磷脂酰丝氨酸(phosphatidylserine，PS)作为真核细胞中最丰富的阴离子磷脂，对于细胞凋亡、血液凝集、货物运输、细胞粘附和迁移等生命活动具有重要意义。哺乳动物PS合成缺陷将不能存活，过量产生则会导致先天性疾病Lenz-Majewski综合征。因此探究PS精确的亚细胞分布、翻转及定位的调节机制对于阐明细胞内各项生命活动的分子机制以及疾病的治疗有着举足轻重的作用。
　　PS在膜上的不对称分布主要受P4-ATPase家族蛋白建立和维持，它们能特异性地将磷脂从细胞膜胞外侧或细胞器内腔面翻转到胞质一侧。ATP8A1是P4-ATPase家族成员之一。CDC50A作为ATP8A1的β亚基，对ATP8A1在内质网折叠成熟并输出，进而发挥翻转酶活性具有重要意义。Rab10作为小G蛋白，囊泡转运的关键调节因子，通常在激活状态时参与广泛的生命活动。我们正在开展的研究发现组成型激活的Rab10Q68L会影响ATP8A1在胞内的定位。虽然CDC50A和Rab10Q68L均对ATP8A1的定位产生影响，但是CDC50A和Rab10Q68L是否会进一步调节PS的翻转、定位及功能仍待探究。
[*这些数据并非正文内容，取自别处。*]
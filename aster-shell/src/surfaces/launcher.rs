use aster_core::popup::SharedPopups;
use aster_core::SurfaceId;

/// Popup id toggled by `toggle-popup launcher`.
pub const POPUP: &str = "launcher";

pub fn build(popups: &SharedPopups) {
    popups.borrow_mut().register(SurfaceId::new(POPUP));
    log::info!("launcher constructed (hidden)");
}
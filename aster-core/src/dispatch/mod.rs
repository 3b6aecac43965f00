mod local;

pub use local::CommandDispatcher;

use log::{debug, warn};

use aster_types::Command;

use crate::popup::PopupRegistry;

/// Dispatch a parsed command and produce the response text.
///
/// Never fails: requests that cannot be acted on are answered with a
/// description of the problem. An empty response means "handled".
pub fn dispatch_command(command: &Command, popups: &mut dyn PopupRegistry) -> String {
    match command {
        Command::TogglePopup(id) => match popups.toggle(id) {
            Some(visible) => {
                debug!("popup {} is now {}", id, if visible { "shown" } else { "hidden" });
                String::new()
            }
            None => {
                warn!("toggle-popup: no popup named {}", id);
                format!("no such popup: {}", id)
            }
        },
        Command::Unknown(raw) => {
            warn!("unknown command {:?}", raw);
            unknown_command(command.name())
        }
    }
}

fn unknown_command(name: &str) -> String {
    if name.is_empty() {
        "unknown command".to_string()
    } else {
        format!("unknown command: {}", name)
    }
}
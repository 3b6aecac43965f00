//! Request handler abstraction for the command channel.

/// Synchronous handler for command channel requests.
///
/// Implementations answer every request with a string; an empty string means
/// "handled, no payload". Handlers must not fail: anything they cannot act on
/// is reported in the response text instead.
pub trait RequestHandler {
    fn handle(&mut self, request: &str) -> String;
}

impl<F> RequestHandler for F
where
    F: FnMut(&str) -> String,
{
    fn handle(&mut self, request: &str) -> String {
        self(request)
    }
}
//! Command channel for the aster shell.
//!
//! The running shell listens on a Unix socket; other processes send it one
//! line per request and read back one line per response.

pub mod client;
pub mod framing;
pub mod server;

pub use client::{send_request, IpcClient};
pub use server::{ClientId, IpcServer};
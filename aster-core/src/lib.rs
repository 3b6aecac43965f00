//! # aster-core
//!
//! Startup and command handling for the aster shell, independent of any UI
//! toolkit. Assembles and compiles the stylesheet, routes command channel
//! requests, and sequences the shell bootstrap.
//!
//! ## Quick Start
//!
//! ```rust,ignore
//! use aster_core::bootstrap::{bootstrap, Surfaces};
//! use aster_core::config::Config;
//! use aster_core::popup::{PopupWindows, SharedPopups};
//! use aster_core::style::SassCompiler;
//!
//! // 1. Resolve configuration (embedded defaults + user override)
//! let config = Config::load().shell_config();
//!
//! // 2. Pick the compiler and the runtime that will host the shell
//! let compiler = SassCompiler::from_settings(&config.compiler);
//! let popups = SharedPopups::default();
//!
//! // 3. Assemble, compile, start the runtime, construct surfaces
//! let handle = bootstrap(&config, &compiler, runtime, popups.clone(), surfaces)?;
//! ```
//!
//! ## Module Overview
//!
//! - [`style`] : stylesheet assembly from fragments and the external compiler call
//! - [`dispatch`] : `dispatch_command()` and the `CommandDispatcher` request handler
//! - [`popup`] : popup-window registry the toggle command acts on
//! - [`bootstrap`] : the ordered startup sequence and its error type
//! - [`config`] : TOML configuration loading (embedded + user override)
//! - [`paths`] : icon directory and command socket resolution

pub mod bootstrap;
pub mod config;
pub mod dispatch;
pub mod paths;
pub mod popup;
pub mod style;

pub use aster_types::{Command, RequestHandler, SurfaceId, SurfaceKind};
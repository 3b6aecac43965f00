//! Newline-delimited framing for the command channel.
//!
//! Wire format: one UTF-8 line per request and per response, terminated by
//! `\n`. A trailing `\r` is tolerated on read.

use std::io::{self, BufRead, Read, Write};

/// Longest accepted line, excluding the terminator.
pub const MAX_LINE_LEN: usize = 64 * 1024;

/// Write `line` followed by `\n`. Embedded line breaks are flattened to
/// spaces so a response can never span more than one line.
pub fn write_line<W: Write>(writer: &mut W, line: &str) -> io::Result<()> {
    let flat: String = line
        .chars()
        .map(|c| if c == '\n' || c == '\r' { ' ' } else { c })
        .collect();

    writer.write_all(flat.as_bytes())?;
    writer.write_all(b"\n")?;
    writer.flush()
}

/// Read one line. Returns `None` at end of stream.
///
/// A final line without a terminator is still returned. Invalid UTF-8 is
/// replaced rather than rejected, so the line can still be answered; only
/// an oversized line is an error.
pub fn read_line<R: BufRead>(reader: &mut R) -> io::Result<Option<String>> {
    let mut buf = Vec::new();
    let limit = (MAX_LINE_LEN + 1) as u64;
    let n = (&mut *reader).take(limit).read_until(b'\n', &mut buf)?;
    if n == 0 {
        return Ok(None);
    }

    if buf.last() == Some(&b'\n') {
        buf.pop();
    } else if buf.len() > MAX_LINE_LEN {
        return Err(io::Error::new(
            io::ErrorKind::InvalidData,
            format!("line too long: more than {} bytes", MAX_LINE_LEN),
        ));
    }
    if buf.last() == Some(&b'\r') {
        buf.pop();
    }

    Ok(Some(String::from_utf8_lossy(&buf).into_owned()))
}
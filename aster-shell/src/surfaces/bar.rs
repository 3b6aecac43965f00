pub fn build() {
    log::info!("bar constructed");
}
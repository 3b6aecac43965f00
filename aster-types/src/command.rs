//! Command channel grammar.
//!
//! A request is a single line split on whitespace runs: the first word names
//! the command, the rest are its arguments. There is no quoting or escaping.
//! Parsing never fails; anything that is not a recognized command becomes
//! [`Command::Unknown`].

use crate::SurfaceId;

pub const TOGGLE_POPUP: &str = "toggle-popup";

/// A parsed command channel request.
#[derive(Debug, Clone, PartialEq, Eq)]
pub enum Command {
    /// Flip the visibility of the popup window named by the first argument.
    TogglePopup(SurfaceId),
    /// Anything else, kept verbatim so it can be reported back.
    Unknown(String),
}

impl Command {
    pub fn parse(request: &str) -> Command {
        let mut words = request.split_whitespace();
        let name = words.next().unwrap_or("");

        match name {
            TOGGLE_POPUP => match words.next() {
                Some(id) => Command::TogglePopup(SurfaceId::new(id)),
                None => Command::Unknown(request.to_string()),
            },
            _ => Command::Unknown(request.to_string()),
        }
    }

    /// The command word, as it would appear first on the wire.
    pub fn name(&self) -> &str {
        match self {
            Command::TogglePopup(_) => TOGGLE_POPUP,
            Command::Unknown(raw) => raw.split_whitespace().next().unwrap_or(""),
        }
    }
}

#[cfg(test)]
mod tests {
    use super::*;

    #[test]
    fn parses_toggle_popup() {
        assert_eq!(
            Command::parse("toggle-popup bar-popup"),
            Command::TogglePopup(SurfaceId::new("bar-popup"))
        );
    }

    #[test]
    fn whitespace_runs_separate_arguments() {
        assert_eq!(
            Command::parse("  toggle-popup \t  launcher  "),
            Command::TogglePopup(SurfaceId::new("launcher"))
        );
    }

    #[test]
    fn extra_arguments_are_ignored() {
        assert_eq!(
            Command::parse("toggle-popup panel now"),
            Command::TogglePopup(SurfaceId::new("panel"))
        );
    }

    #[test]
    fn missing_id_is_unknown() {
        let cmd = Command::parse("toggle-popup");
        assert_eq!(cmd, Command::Unknown("toggle-popup".into()));
        assert_eq!(cmd.name(), "toggle-popup");
    }

    #[test]
    fn empty_request_is_unknown() {
        let cmd = Command::parse("");
        assert_eq!(cmd, Command::Unknown(String::new()));
        assert_eq!(cmd.name(), "");
    }

    #[test]
    fn unrecognized_name_is_kept() {
        let cmd = Command::parse("reload-css --force");
        assert_eq!(cmd.name(), "reload-css");
        assert_eq!(cmd, Command::Unknown("reload-css --force".into()));
    }

    #[test]
    fn command_names_are_case_sensitive() {
        assert!(matches!(Command::parse("Toggle-Popup x"), Command::Unknown(_)));
    }
}
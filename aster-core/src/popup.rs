//! Popup-window registry.
//!
//! Surfaces register the popup windows they own at construction time; the
//! `toggle-popup` command flips their visibility by id.

use std::cell::RefCell;
use std::collections::BTreeMap;
use std::rc::Rc;

use aster_types::SurfaceId;

/// Visibility mutation the command dispatcher delegates to.
pub trait PopupRegistry {
    /// Flip visibility. Returns the new state, or `None` if no window has this id.
    fn toggle(&mut self, id: &SurfaceId) -> Option<bool>;
}

#[derive(Debug, Clone, Copy, Default, PartialEq, Eq)]
pub struct PopupWindow {
    pub visible: bool,
}

#[derive(Debug, Default)]
pub struct PopupWindows {
    windows: BTreeMap<SurfaceId, PopupWindow>,
}

/// Registry shared between surfaces and the dispatcher on the main thread.
pub type SharedPopups = Rc<RefCell<PopupWindows>>;

impl PopupWindows {
    pub fn new() -> Self {
        Self::default()
    }

    /// Add a hidden window. Returns false if the id was already registered.
    pub fn register(&mut self, id: SurfaceId) -> bool {
        if self.windows.contains_key(&id) {
            log::warn!("popup {} registered twice", id);
            return false;
        }
        self.windows.insert(id, PopupWindow::default());
        true
    }

    /// Returns false if the id is unknown.
    pub fn set_visible(&mut self, id: &SurfaceId, visible: bool) -> bool {
        match self.windows.get_mut(id) {
            Some(window) => {
                window.visible = visible;
                true
            }
            None => false,
        }
    }

    pub fn is_visible(&self, id: &SurfaceId) -> Option<bool> {
        self.windows.get(id).map(|w| w.visible)
    }

    pub fn visible_ids(&self) -> Vec<SurfaceId> {
        self.windows
            .iter()
            .filter(|(_, w)| w.visible)
            .map(|(id, _)| id.clone())
            .collect()
    }

    pub fn len(&self) -> usize {
        self.windows.len()
    }

    pub fn is_empty(&self) -> bool {
        self.windows.is_empty()
    }
}

impl PopupRegistry for PopupWindows {
    fn toggle(&mut self, id: &SurfaceId) -> Option<bool> {
        let window = self.windows.get_mut(id)?;
        window.visible = !window.visible;
        Some(window.visible)
    }
}

impl<T: PopupRegistry> PopupRegistry for Rc<RefCell<T>> {
    fn toggle(&mut self, id: &SurfaceId) -> Option<bool> {
        self.borrow_mut().toggle(id)
    }
}
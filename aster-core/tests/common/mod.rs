#![allow(dead_code)]
//! Fakes for driving the bootstrap without a real compiler or display.

use std::cell::{Cell, RefCell};
use std::os::unix::process::ExitStatusExt;
use std::path::{Path, PathBuf};
use std::process::ExitStatus;
use std::rc::Rc;

use aster_core::bootstrap::{Runtime, RuntimeError, RuntimeOptions, SurfaceFn, Surfaces};
use aster_core::config::{CompilerSettings, FontSettings, ShellConfig, StyleSettings};
use aster_core::style::{CompileError, CompileOutput, FragmentSet, StyleCompiler};
use aster_core::RequestHandler;

/// Ordered record of what the startup sequence did.
pub type Journal = Rc<RefCell<Vec<String>>>;

pub fn journal() -> Journal {
    Rc::new(RefCell::new(Vec::new()))
}

/// ShellConfig whose scratch and target live under `dir`.
pub fn shell_config(dir: &Path, fragments: FragmentSet) -> ShellConfig {
    ShellConfig {
        style: StyleSettings {
            colors: PathBuf::from("/c.scss"),
            scratch: dir.join("style.scss"),
            target: dir.join("style.css"),
            font: FontSettings::default(),
        },
        compiler: CompilerSettings {
            program: "sass".into(),
            args: Vec::new(),
            timeout: None,
        },
        fragments,
        icons_dir: dir.join("icons"),
        socket_path: dir.join("aster.sock"),
    }
}

/// Compiler that copies the source to the target, or fails with exit code 1.
pub struct FakeCompiler {
    pub fail: bool,
    pub journal: Journal,
    /// Source text seen on each call.
    pub seen: RefCell<Vec<String>>,
}

impl FakeCompiler {
    pub fn succeeding(journal: &Journal) -> Self {
        Self {
            fail: false,
            journal: Rc::clone(journal),
            seen: RefCell::new(Vec::new()),
        }
    }

    pub fn failing(journal: &Journal) -> Self {
        Self {
            fail: true,
            ..Self::succeeding(journal)
        }
    }
}

impl StyleCompiler for FakeCompiler {
    fn compile(&self, source: &Path, target: &Path) -> Result<CompileOutput, CompileError> {
        self.journal.borrow_mut().push("compile".into());
        let text = std::fs::read_to_string(source).unwrap_or_default();
        self.seen.borrow_mut().push(text.clone());

        if self.fail {
            return Err(CompileError::Failed {
                program: "fake-sass".into(),
                status: ExitStatus::from_raw(1 << 8),
                stderr: "Error: Undefined variable.".into(),
            });
        }

        std::fs::write(target, text).map_err(|source| CompileError::Spawn {
            program: "fake-sass".into(),
            source,
        })?;
        Ok(CompileOutput {
            status: ExitStatus::from_raw(0),
            stdout: String::new(),
            stderr: String::new(),
        })
    }
}

/// What the fake runtime was started with.
pub struct FakeHandle {
    pub options: RuntimeOptions,
    pub handler: Box<dyn RequestHandler>,
    /// Whether the stylesheet existed at start time.
    pub stylesheet_present: bool,
}

pub struct FakeRuntime {
    pub journal: Journal,
    pub fail: bool,
}

impl FakeRuntime {
    pub fn new(journal: &Journal) -> Self {
        Self {
            journal: Rc::clone(journal),
            fail: false,
        }
    }
}

impl Runtime for FakeRuntime {
    type Handle = FakeHandle;

    fn start(
        self,
        options: RuntimeOptions,
        handler: Box<dyn RequestHandler>,
    ) -> Result<FakeHandle, RuntimeError> {
        self.journal.borrow_mut().push("runtime".into());
        if self.fail {
            return Err(RuntimeError::Other("no display".into()));
        }
        Ok(FakeHandle {
            stylesheet_present: options.stylesheet.is_file(),
            options,
            handler,
        })
    }
}

/// Surfaces that journal their construction and bump `count`.
pub fn counting_surfaces(journal: &Journal, count: &Rc<Cell<usize>>) -> Surfaces {
    let make = |name: &'static str| -> SurfaceFn {
        let journal = Rc::clone(journal);
        let count = Rc::clone(count);
        Box::new(move || {
            journal.borrow_mut().push(name.into());
            count.set(count.get() + 1);
        })
    };
    Surfaces {
        bar: make("bar"),
        launcher: make("launcher"),
        notification_popups: make("notification-popups"),
        panel: make("panel"),
    }
}
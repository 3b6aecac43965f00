/// Notification popups are transient and driven by the notification daemon,
/// so there is nothing to register for the command channel.
pub fn build() {
    log::info!("notification popups constructed");
}
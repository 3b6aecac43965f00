//! Command channel client, used by `aster request`.

use std::io::{self, BufReader, BufWriter};
use std::os::unix::net::UnixStream;
use std::path::Path;
use std::time::Duration;

use crate::framing::{read_line, write_line};

pub struct IpcClient {
    reader: BufReader<UnixStream>,
    writer: BufWriter<UnixStream>,
}

impl IpcClient {
    /// Connect to a running shell. `timeout` bounds each read and write.
    pub fn connect(path: impl AsRef<Path>, timeout: Option<Duration>) -> io::Result<Self> {
        let stream = UnixStream::connect(path)?;
        stream.set_read_timeout(timeout)?;
        stream.set_write_timeout(timeout)?;

        let reader = BufReader::new(stream.try_clone()?);
        Ok(Self {
            reader,
            writer: BufWriter::new(stream),
        })
    }

    /// Send one request line and wait for its response line.
    pub fn request(&mut self, line: &str) -> io::Result<String> {
        write_line(&mut self.writer, line)?;
        read_line(&mut self.reader)?.ok_or_else(|| {
            io::Error::new(
                io::ErrorKind::UnexpectedEof,
                "shell closed the connection without answering",
            )
        })
    }
}

/// Connect, send a single request, and return the response.
pub fn send_request(
    path: impl AsRef<Path>,
    line: &str,
    timeout: Option<Duration>,
) -> io::Result<String> {
    IpcClient::connect(path, timeout)?.request(line)
}
//! Headless event-loop runtime.
//!
//! Holds the loaded stylesheet and the command channel, and answers requests
//! one at a time on the calling thread.

use std::path::{Path, PathBuf};
use std::thread;
use std::time::Duration;

use log::{info, warn};

use aster_core::bootstrap::{Runtime, RuntimeError, RuntimeOptions};
use aster_core::RequestHandler;
use aster_ipc::IpcServer;

const DEFAULT_POLL_INTERVAL: Duration = Duration::from_millis(20);

pub struct EventLoopRuntime {
    socket_path: PathBuf,
    poll_interval: Duration,
}

impl EventLoopRuntime {
    pub fn new(socket_path: impl Into<PathBuf>) -> Self {
        Self {
            socket_path: socket_path.into(),
            poll_interval: DEFAULT_POLL_INTERVAL,
        }
    }
}

impl Runtime for EventLoopRuntime {
    type Handle = ShellHandle;

    fn start(
        self,
        options: RuntimeOptions,
        handler: Box<dyn RequestHandler>,
    ) -> Result<ShellHandle, RuntimeError> {
        let stylesheet = std::fs::read_to_string(&options.stylesheet).map_err(|source| {
            RuntimeError::Stylesheet {
                path: options.stylesheet.clone(),
                source,
            }
        })?;

        if !options.icons_dir.is_dir() {
            warn!("icon directory {} does not exist", options.icons_dir.display());
        }

        let server = IpcServer::bind(&self.socket_path).map_err(|source| RuntimeError::Channel {
            path: self.socket_path.clone(),
            source,
        })?;

        Ok(ShellHandle {
            stylesheet,
            icons_dir: options.icons_dir,
            server,
            handler,
            poll_interval: self.poll_interval,
        })
    }
}

/// The running shell.
pub struct ShellHandle {
    stylesheet: String,
    icons_dir: PathBuf,
    server: IpcServer,
    handler: Box<dyn RequestHandler>,
    poll_interval: Duration,
}

impl ShellHandle {
    pub fn stylesheet(&self) -> &str {
        &self.stylesheet
    }

    pub fn icons_dir(&self) -> &Path {
        &self.icons_dir
    }

    pub fn socket_path(&self) -> &Path {
        self.server.path()
    }

    /// Answer everything currently pending. Returns how many requests were handled.
    pub fn poll(&mut self) -> usize {
        self.server.serve(self.handler.as_mut())
    }

    /// Serve the command channel until the process is terminated.
    pub fn run(mut self) -> ! {
        info!(
            "serving commands on {} ({} bytes of css, icons from {})",
            self.socket_path().display(),
            self.stylesheet().len(),
            self.icons_dir().display()
        );
        loop {
            if self.poll() == 0 {
                thread::sleep(self.poll_interval);
            }
        }
    }
}

#[cfg(test)]
mod tests {
    use super::*;
    use std::time::Instant;

    fn options(dir: &Path) -> RuntimeOptions {
        let stylesheet = dir.join("style.css");
        std::fs::write(&stylesheet, "* { color: red; }").unwrap();
        RuntimeOptions {
            icons_dir: dir.to_path_buf(),
            stylesheet,
        }
    }

    #[test]
    fn start_loads_stylesheet() {
        let dir = tempfile::tempdir().unwrap();
        let runtime = EventLoopRuntime::new(dir.path().join("aster.sock"));
        let handle = runtime
            .start(options(dir.path()), Box::new(|_: &str| String::new()))
            .unwrap();

        assert_eq!(handle.stylesheet(), "* { color: red; }");
        assert_eq!(handle.icons_dir(), dir.path());
        assert!(handle.socket_path().exists());
    }

    #[test]
    fn missing_stylesheet_fails_start() {
        let dir = tempfile::tempdir().unwrap();
        let runtime = EventLoopRuntime::new(dir.path().join("aster.sock"));
        let options = RuntimeOptions {
            icons_dir: dir.path().to_path_buf(),
            stylesheet: dir.path().join("missing.css"),
        };

        let err = runtime
            .start(options, Box::new(|_: &str| String::new()))
            .err()
            .unwrap();
        assert!(matches!(err, RuntimeError::Stylesheet { .. }));
        assert!(!dir.path().join("aster.sock").exists());
    }

    #[test]
    fn poll_answers_requests() {
        let dir = tempfile::tempdir().unwrap();
        let socket = dir.path().join("aster.sock");
        let mut handle = EventLoopRuntime::new(&socket)
            .start(
                options(dir.path()),
                Box::new(|req: &str| format!("got {}", req)),
            )
            .unwrap();

        let client = thread::spawn(move || {
            aster_ipc::send_request(&socket, "hello", Some(Duration::from_secs(2)))
        });

        let start = Instant::now();
        let mut answered = 0;
        while answered == 0 && start.elapsed() < Duration::from_secs(2) {
            answered += handle.poll();
            thread::sleep(Duration::from_millis(5));
        }
        assert_eq!(answered, 1);
        assert_eq!(client.join().unwrap().unwrap(), "got hello");
    }
}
　　本文以Hela细胞为研究载体，利用共聚焦显微成像技术，探究CDC50A和Rab10Q68L是否会通过改变以ATP8A1为代表的P4-ATPase的定位分布，进而对PS的翻转、定位及细胞的粘附铺展等生理功能产生影响。首先通过转染表达GFP-Lact-C2质粒和外源孵育rEGFP-LACT-C2蛋白两种方法标记PS，证实PS除了在质膜有丰富定位，在胞内循环内吞体(recycling endosome，RE)也有大量分布。随后通过shRNA沉默CDC50A的表达，发现其导致ATP8A1滞留在内质网，进一步的研究发现敲低CDC50A导致标记胞浆侧PS的mCherry-Lact-C2荧光强度降低，而标记质膜外侧PS的AnnexinV-FITC出现荧光，表明敲低CDC50A会抑制PS从质膜外侧翻转到质膜内侧。同时值得注意的是，在RE上PS的荧光强度也显著降低，推测敲低CDC50A也抑制了内吞体上PS的翻转。但缺失ATP8A1对标记胞浆侧PS的mCherry-Lact-C2荧光强度没有影响，我们推测可能其它PS翻转酶发挥活性补偿了ATP8A1的功能。综上，我们认为CDC50A被敲低表达后会导致以ATP8A1为代表的PS特异性翻转酶成熟出ER受抑制，进而抑制质膜和内吞体上PS的翻转。当与CDC50A共表达时，ATP8A1从ER转运到胞浆点状结构和质膜，并在质膜的丰度显著增强，同时Lact-C2标记的PS在质膜水平也增加，这可能是ATP8A1发挥翻转活性导致质膜胞浆侧PS水平增加所致。过表达Rab10Q68L会导致ATP8A1在近核区聚集分布，同时PS的定位也发生相应变化，集中定位在高尔基体。进一步的粘附铺展实验结果显示敲低CDC50A和过表达Rab10Q68L均抑制细胞的粘附铺展能力，表明敲低CDC50A和过表达Rab10Q68L可能分别通过影响PS的翻转和亚细胞定位来影响了细胞的运动。我们的结果为PS翻转和定位调节机制的研究提供线索。